Directions for this task » Going through the entries below, count each line containing the word "const". Report the number only.

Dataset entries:
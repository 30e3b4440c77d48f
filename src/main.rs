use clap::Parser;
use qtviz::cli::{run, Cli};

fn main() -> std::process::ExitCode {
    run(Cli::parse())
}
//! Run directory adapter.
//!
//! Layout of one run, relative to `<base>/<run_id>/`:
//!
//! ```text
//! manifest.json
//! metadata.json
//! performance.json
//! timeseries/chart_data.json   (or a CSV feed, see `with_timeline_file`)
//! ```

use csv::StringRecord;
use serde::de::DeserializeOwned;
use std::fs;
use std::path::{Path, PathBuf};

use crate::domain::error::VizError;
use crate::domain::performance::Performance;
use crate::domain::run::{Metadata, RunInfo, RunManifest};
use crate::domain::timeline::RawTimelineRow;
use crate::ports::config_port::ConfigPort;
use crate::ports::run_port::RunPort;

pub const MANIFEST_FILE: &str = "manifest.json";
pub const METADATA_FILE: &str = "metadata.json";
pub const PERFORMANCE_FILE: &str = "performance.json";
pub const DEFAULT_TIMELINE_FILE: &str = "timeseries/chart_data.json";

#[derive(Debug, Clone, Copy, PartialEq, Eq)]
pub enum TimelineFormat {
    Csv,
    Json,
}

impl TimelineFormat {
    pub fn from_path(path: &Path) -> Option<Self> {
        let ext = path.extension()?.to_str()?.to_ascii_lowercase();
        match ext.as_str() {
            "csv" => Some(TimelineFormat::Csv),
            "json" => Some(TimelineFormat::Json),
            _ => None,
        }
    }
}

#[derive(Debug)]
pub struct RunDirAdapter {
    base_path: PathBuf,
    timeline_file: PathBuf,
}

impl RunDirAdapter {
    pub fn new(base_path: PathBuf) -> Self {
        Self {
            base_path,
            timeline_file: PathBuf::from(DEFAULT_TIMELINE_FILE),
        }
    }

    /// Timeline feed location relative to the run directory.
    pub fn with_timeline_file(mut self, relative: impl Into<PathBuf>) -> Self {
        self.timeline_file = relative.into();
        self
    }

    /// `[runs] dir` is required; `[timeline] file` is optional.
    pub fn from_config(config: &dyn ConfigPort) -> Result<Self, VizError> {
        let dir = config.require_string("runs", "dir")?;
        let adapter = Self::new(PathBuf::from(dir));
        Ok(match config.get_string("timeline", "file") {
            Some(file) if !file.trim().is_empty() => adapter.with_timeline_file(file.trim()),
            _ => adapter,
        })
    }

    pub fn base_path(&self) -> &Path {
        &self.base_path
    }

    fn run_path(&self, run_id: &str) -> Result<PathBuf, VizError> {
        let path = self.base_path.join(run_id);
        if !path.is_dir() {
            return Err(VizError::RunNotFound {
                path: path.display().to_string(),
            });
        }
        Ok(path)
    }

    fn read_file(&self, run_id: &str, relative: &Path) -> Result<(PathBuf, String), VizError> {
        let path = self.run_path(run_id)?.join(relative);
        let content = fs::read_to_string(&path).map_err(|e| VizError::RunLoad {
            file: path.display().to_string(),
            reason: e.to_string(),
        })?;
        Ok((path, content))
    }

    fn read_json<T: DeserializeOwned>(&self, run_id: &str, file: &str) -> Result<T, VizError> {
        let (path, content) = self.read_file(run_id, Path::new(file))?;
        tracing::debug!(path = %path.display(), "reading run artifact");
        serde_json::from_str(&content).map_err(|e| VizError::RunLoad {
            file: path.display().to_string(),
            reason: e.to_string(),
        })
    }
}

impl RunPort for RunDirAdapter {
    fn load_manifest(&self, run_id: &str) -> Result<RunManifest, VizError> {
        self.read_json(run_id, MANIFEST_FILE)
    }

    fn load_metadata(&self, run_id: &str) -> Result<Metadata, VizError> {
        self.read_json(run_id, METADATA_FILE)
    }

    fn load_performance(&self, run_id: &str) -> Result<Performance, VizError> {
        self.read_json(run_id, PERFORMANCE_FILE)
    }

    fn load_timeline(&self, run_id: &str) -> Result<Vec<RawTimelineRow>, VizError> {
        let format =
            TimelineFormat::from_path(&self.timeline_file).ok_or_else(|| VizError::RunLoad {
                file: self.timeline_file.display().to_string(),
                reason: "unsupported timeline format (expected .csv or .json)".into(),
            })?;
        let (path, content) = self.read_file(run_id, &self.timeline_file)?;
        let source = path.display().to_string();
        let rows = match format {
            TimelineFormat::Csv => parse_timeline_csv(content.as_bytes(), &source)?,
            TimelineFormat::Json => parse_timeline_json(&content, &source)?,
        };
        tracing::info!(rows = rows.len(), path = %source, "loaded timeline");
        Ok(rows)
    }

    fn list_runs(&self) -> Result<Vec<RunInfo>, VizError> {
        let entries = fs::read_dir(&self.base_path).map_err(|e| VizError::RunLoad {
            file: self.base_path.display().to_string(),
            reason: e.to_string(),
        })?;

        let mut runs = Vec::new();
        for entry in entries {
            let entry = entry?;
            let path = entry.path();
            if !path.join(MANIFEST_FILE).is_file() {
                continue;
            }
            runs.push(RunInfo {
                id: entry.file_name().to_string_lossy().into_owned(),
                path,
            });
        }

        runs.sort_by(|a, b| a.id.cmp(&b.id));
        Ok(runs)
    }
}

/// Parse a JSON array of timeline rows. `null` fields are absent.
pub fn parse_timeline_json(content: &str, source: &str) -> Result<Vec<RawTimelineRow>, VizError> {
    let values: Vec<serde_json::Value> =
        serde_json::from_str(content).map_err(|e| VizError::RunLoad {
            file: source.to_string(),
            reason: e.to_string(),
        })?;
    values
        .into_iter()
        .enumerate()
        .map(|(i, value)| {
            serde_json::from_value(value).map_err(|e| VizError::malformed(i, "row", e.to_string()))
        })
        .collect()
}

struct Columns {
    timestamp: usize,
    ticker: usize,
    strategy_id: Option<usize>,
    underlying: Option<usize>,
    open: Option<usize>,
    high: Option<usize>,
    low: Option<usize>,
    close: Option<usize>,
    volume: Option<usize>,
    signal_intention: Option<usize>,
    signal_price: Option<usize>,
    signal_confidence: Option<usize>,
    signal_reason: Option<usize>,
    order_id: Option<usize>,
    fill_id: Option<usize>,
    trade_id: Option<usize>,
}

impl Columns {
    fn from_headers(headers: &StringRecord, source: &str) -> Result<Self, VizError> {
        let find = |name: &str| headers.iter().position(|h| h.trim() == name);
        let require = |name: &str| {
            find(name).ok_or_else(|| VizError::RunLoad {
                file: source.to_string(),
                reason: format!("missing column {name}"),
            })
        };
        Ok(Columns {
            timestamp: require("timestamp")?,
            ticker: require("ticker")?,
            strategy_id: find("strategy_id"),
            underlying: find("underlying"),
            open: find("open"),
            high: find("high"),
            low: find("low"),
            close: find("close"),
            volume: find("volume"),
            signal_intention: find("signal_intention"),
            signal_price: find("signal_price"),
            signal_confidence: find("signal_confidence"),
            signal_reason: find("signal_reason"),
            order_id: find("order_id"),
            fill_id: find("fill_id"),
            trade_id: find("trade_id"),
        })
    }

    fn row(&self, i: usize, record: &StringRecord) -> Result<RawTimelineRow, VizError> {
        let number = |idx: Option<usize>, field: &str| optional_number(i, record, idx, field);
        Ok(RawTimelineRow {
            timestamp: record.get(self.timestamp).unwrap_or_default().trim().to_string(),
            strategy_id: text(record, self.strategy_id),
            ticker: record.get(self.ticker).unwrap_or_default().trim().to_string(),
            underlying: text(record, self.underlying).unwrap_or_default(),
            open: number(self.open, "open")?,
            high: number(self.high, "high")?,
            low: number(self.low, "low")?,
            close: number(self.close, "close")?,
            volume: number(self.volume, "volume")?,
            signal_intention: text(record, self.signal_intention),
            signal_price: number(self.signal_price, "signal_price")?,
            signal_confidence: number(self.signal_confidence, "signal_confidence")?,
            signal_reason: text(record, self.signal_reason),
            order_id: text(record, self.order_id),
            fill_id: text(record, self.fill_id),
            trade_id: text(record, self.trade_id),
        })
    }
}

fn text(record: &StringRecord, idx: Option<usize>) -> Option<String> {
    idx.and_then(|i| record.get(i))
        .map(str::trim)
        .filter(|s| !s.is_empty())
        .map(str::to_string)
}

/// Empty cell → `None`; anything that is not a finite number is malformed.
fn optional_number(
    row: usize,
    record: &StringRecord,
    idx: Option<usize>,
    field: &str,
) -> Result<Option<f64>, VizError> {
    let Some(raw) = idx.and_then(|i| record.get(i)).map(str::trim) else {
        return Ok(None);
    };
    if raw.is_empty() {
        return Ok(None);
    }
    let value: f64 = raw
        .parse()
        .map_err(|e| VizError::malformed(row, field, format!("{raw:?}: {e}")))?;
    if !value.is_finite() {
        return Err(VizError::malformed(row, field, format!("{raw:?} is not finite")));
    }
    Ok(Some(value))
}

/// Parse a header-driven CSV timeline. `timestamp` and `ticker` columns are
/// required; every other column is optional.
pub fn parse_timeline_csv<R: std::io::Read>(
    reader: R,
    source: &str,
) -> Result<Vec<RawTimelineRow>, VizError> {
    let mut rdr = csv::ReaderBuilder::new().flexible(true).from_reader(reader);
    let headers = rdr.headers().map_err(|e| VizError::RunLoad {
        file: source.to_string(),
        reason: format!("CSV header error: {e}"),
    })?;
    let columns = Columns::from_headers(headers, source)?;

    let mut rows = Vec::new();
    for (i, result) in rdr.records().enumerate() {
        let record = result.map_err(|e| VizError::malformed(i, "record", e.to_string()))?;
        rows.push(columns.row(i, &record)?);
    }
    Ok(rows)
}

Exercise result » 4